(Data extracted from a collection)
--- START ---

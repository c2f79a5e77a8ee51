//! Candidate filtering
//!
//! Keeps exactly the words consistent with every accumulated constraint.

use super::constraints::ConstraintStore;
use crate::core::Word;

/// Check whether `word` satisfies every constraint in `store`
///
/// A word passes when its confirmed positions match, it uses no excluded
/// letter, no misplaced letter sits at a barred position, and every
/// misplaced letter occurs somewhere in it.
#[must_use]
pub fn is_consistent(word: &Word, store: &ConstraintStore) -> bool {
    let mut present_letters = 0u32;

    for (position, &letter) in word.chars().iter().enumerate() {
        if store.excluded().contains(&letter) {
            return false;
        }

        if let Some(expected) = store.confirmed()[position]
            && expected != letter
        {
            return false;
        }

        if let Some(barred) = store.misplaced().get(&letter) {
            if barred.contains(&position) {
                return false;
            }
            present_letters |= 1 << (letter - b'a');
        }
    }

    present_letters.count_ones() as usize == store.misplaced().len()
}

/// Reduce `candidates` to those consistent with `store`
///
/// Input order is preserved. An empty store returns the input unchanged.
///
/// # Examples
/// ```
/// use wordle_greedy::core::{Feedback, Word};
/// use wordle_greedy::solver::{ConstraintStore, filter_candidates};
///
/// let words: Vec<Word> = ["crane", "slate", "plate"].iter().map(|w| Word::new(*w).unwrap()).collect();
/// let candidates: Vec<&Word> = words.iter().collect();
///
/// let guess = Word::new("slate").unwrap();
/// let feedback = Feedback::calculate(&guess, &words[2]);
/// let store = ConstraintStore::new().updated(&guess, &feedback);
///
/// let remaining = filter_candidates(&candidates, &store);
/// assert_eq!(remaining.len(), 1);
/// assert_eq!(remaining[0].text(), "plate");
/// ```
#[must_use]
pub fn filter_candidates<'a>(candidates: &[&'a Word], store: &ConstraintStore) -> Vec<&'a Word> {
    if store.is_empty() {
        return candidates.to_vec();
    }

    candidates
        .iter()
        .copied()
        .filter(|word| is_consistent(word, store))
        .collect()
}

--- END ---

Repeat the entries verbatim through the line with "let mut present_letters = 0u32;".

repository c2f79a5e77a8ee51
//! Candidate filtering
//!
//! Keeps exactly the words consistent with every accumulated constraint.

use super::constraints::ConstraintStore;
use crate::core::Word;

/// Check whether `word` satisfies every constraint in `store`
///
/// A word passes when its confirmed positions match, it uses no excluded
/// letter, no misplaced letter sits at a barred position, and every
/// misplaced letter occurs somewhere in it.
#[must_use]
pub fn is_consistent(word: &Word, store: &ConstraintStore) -> bool {
    let mut present_letters = 0u32;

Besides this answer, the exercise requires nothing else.